2 保証委託者が、主契約の工事用資材または機器として現場以外の場所に準備している物件についても、前項と同様とします。
3 貴社および代替履行業者は、保証委託者が主契約の工事の施工のため、債権者以外の者と締結した工事下請負、資材購入、雇用その他一切の契約およびそれらの契約に基づく権利義務を承継しません。ただし、貴社および代替履行業者がその相手方と合意した場合には、これらの権利義務を承継できるものとします。
4 保証委託者は、第1項の引渡しにあたり、引渡物件の明細を書面をもって明らかとします。ただし、その書面が保証委託者の責任によって作成されなかった場合は、貴社が適正に作成した書面をもってこれに代えます。
(請負代金債権の譲渡)
第五条 保証委託者が基本約款第九条第1項各号に該当したこと、貴社が第2項の規定に基づき事前求償権を行使したこと、または、債権者より代替履行請求があったことを条件として、保証委託者は、債権者に対して有する請負代金債権(前払金、部分払金または部分引渡しに係る請負代金として既に保証委託者に支払われたものを除きます。以下同様とします。)を貴社に譲渡します。
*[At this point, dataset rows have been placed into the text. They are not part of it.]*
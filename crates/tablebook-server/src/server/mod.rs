//! Server-side components of the reservation service.
//!
//! ## Submodules
//!
//! - [`config`] - CLI and environment configuration.
//! - [`service`] - gRPC handlers and store wiring.
//! - [`telemetry`] - Console logging and optional OpenTelemetry export.

pub mod config;
pub mod service;
pub mod telemetry;
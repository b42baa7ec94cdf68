use crate::model::{
    Document, NewReservation, Reservation, ReservationChanges, Slot, TablePatch,
};
use crate::store::{ReservationFilter, ReservationStore, StoreError, TableStore};
use crate::types::DocumentId;
use crate::{Error, Result, validation};
use chrono::Utc;
use std::sync::Arc;

/// Reservation operations over the reservation and table collections.
///
/// Creating a reservation touches both collections: the reservation is
/// inserted, then its table is flagged as reserved. The two writes are not
/// atomic; if the second fails the insert is undone with a compensating
/// delete.
#[derive(Clone)]
pub struct ReservationManager {
    reservations: Arc<dyn ReservationStore>,
    tables: Arc<dyn TableStore>,
}

impl ReservationManager {
    pub fn new(reservations: Arc<dyn ReservationStore>, tables: Arc<dyn TableStore>) -> Self {
        Self {
            reservations,
            tables,
        }
    }

    /// Returns `true` if any reservation already occupies `slot`.
    ///
    /// This is an exact match on (table, date, time), not an overlap check:
    /// reservations always start on the hour.
    pub async fn is_slot_taken(&self, slot: &Slot) -> Result<bool> {
        let count = self
            .reservations
            .count_reservations(ReservationFilter::slot(slot))
            .await
            .inspect_err(|e| tracing::warn!(%slot, error = %e, "failed to check existing reservations"))?;
        Ok(count > 0)
    }

    /// Books a slot and marks its table reserved.
    ///
    /// Order of operations:
    ///
    /// 1. availability check, returning [`Error::Conflict`] without writing;
    /// 2. validation of the complete record, creation time included;
    /// 3. reservation insert;
    /// 4. table flag update, undone by deleting the reservation if it fails.
    #[tracing::instrument(
        skip_all,
        fields(table_id = %request.table_id, date = %request.date, time = %request.time)
    )]
    pub async fn create(&self, mut request: NewReservation) -> Result<DocumentId> {
        if let Ok(table_id) = DocumentId::parse(&request.table_id) {
            request.table_id = table_id.to_string();
        }

        let slot = request.slot();
        if self.is_slot_taken(&slot).await? {
            tracing::info!("slot already reserved");
            return Err(Error::Conflict { slot });
        }

        let reservation = validation::validate_reservation(&request, Utc::now())?;
        let table_id = DocumentId::parse(&reservation.table_id)?;

        let id = self
            .reservations
            .insert_reservation(reservation)
            .await
            .inspect_err(|e| tracing::warn!(error = %e, "failed to insert reservation"))?;

        if let Err(err) = self
            .tables
            .update_table(table_id, TablePatch::reserved(true, Utc::now()))
            .await
        {
            return Err(self.undo_insert(id, &request.table_id, err).await);
        }

        tracing::info!(reservation_id = %id, "reservation created");
        Ok(id)
    }

    async fn undo_insert(&self, id: DocumentId, table_id: &str, cause: StoreError) -> Error {
        tracing::warn!(
            reservation_id = %id,
            table_id,
            error = %cause,
            "failed to mark table reserved, removing reservation"
        );
        match self.reservations.delete_reservation(id).await {
            Ok(()) => Error::RolledBack {
                table_id: table_id.to_string(),
                source: cause,
            },
            Err(err) => {
                tracing::error!(
                    reservation_id = %id,
                    table_id,
                    error = %err,
                    cause = %cause,
                    "failed to remove reservation after table update failure"
                );
                Error::Inconsistent {
                    reservation_id: id,
                    source: err,
                }
            }
        }
    }

    pub async fn get(&self, id: &str) -> Result<Document<Reservation>> {
        let id = DocumentId::parse(id).inspect_err(|e| tracing::debug!(error = %e))?;
        let reservation = self
            .reservations
            .find_reservation(id)
            .await
            .inspect_err(|e| tracing::debug!(error = %e, "failed to find reservation"))?;
        Ok(reservation)
    }

    /// All reservations made by `user_id`. No match is an empty list.
    pub async fn by_user(&self, user_id: &str) -> Result<Vec<Document<Reservation>>> {
        let found = self
            .reservations
            .find_reservations(ReservationFilter::user(user_id))
            .await
            .inspect_err(|e| tracing::warn!(error = %e, "failed to find reservations"))?;
        Ok(found)
    }

    /// All reservations on `date`. No match is an empty list.
    pub async fn by_date(&self, date: &str) -> Result<Vec<Document<Reservation>>> {
        let found = self
            .reservations
            .find_reservations(ReservationFilter::date(date))
            .await
            .inspect_err(|e| tracing::warn!(error = %e, "failed to find reservations"))?;
        Ok(found)
    }

    /// Applies the supplied fields and stamps the update time.
    ///
    /// Moving a reservation to `completed` or `cancelled` then frees its
    /// table. A failure at that point is returned even though the reservation
    /// update has already been committed.
    #[tracing::instrument(skip_all, fields(reservation_id = id))]
    pub async fn update(&self, id: &str, changes: ReservationChanges) -> Result<()> {
        let id = DocumentId::parse(id)?;
        let mut patch = validation::validate_changes(changes, Utc::now())?;
        if let Some(table_id) = patch.table_id.as_mut() {
            *table_id = DocumentId::parse(table_id)?.to_string();
        }
        let releases_table = patch.releases_table();

        self.reservations
            .update_reservation(id, patch)
            .await
            .inspect_err(|e| tracing::warn!(error = %e, "failed to update reservation"))?;

        if releases_table {
            let reservation = self
                .reservations
                .find_reservation(id)
                .await
                .inspect_err(|e| tracing::warn!(error = %e, "failed to find updated reservation"))?;
            let table_id = DocumentId::parse(&reservation.body.table_id)?;
            self.tables
                .update_table(table_id, TablePatch::reserved(false, Utc::now()))
                .await
                .inspect_err(|e| tracing::warn!(%table_id, error = %e, "failed to free table"))?;
        }
        Ok(())
    }

    /// Removes a reservation. The table flag is left as it is.
    #[tracing::instrument(skip_all, fields(reservation_id = id))]
    pub async fn delete(&self, id: &str) -> Result<()> {
        let id = DocumentId::parse(id)?;
        self.reservations
            .delete_reservation(id)
            .await
            .inspect_err(|e| tracing::warn!(error = %e, "failed to delete reservation"))?;
        Ok(())
    }
}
2 前項に定める条件が成就したときには、請負代金債権は、何らの意思表示を要せず当然に貴社に譲渡されたものとします。
(請負代金の清算)
第六条 保証委託者は、代替履行業者が主契約を履行したときは、前条の規定に基づき貴社に譲渡した請負代金債権のうち、既施工部分に相応する未払い部分から、貴社が保証委託者に対して有する求償債権額を控除した金額を貴社に返還請求することができます。
(契約内容の開示)
第七条 保証委託者は、代替履行業者が主契約の承継および履行のため必要があると認めて請求したときは、下請業者、資材供給業者、労務者等との間に締結した一切の契約の内容、工事の進行、その他の事項をすべて報告し、説明し、資料の閲覧に応じ、また、関係文書の写を交付します。
(基本約款との関係)
第八条 この特約条項に規定のない事項については、この特約に反しない限り、基本約款の規定を準用します。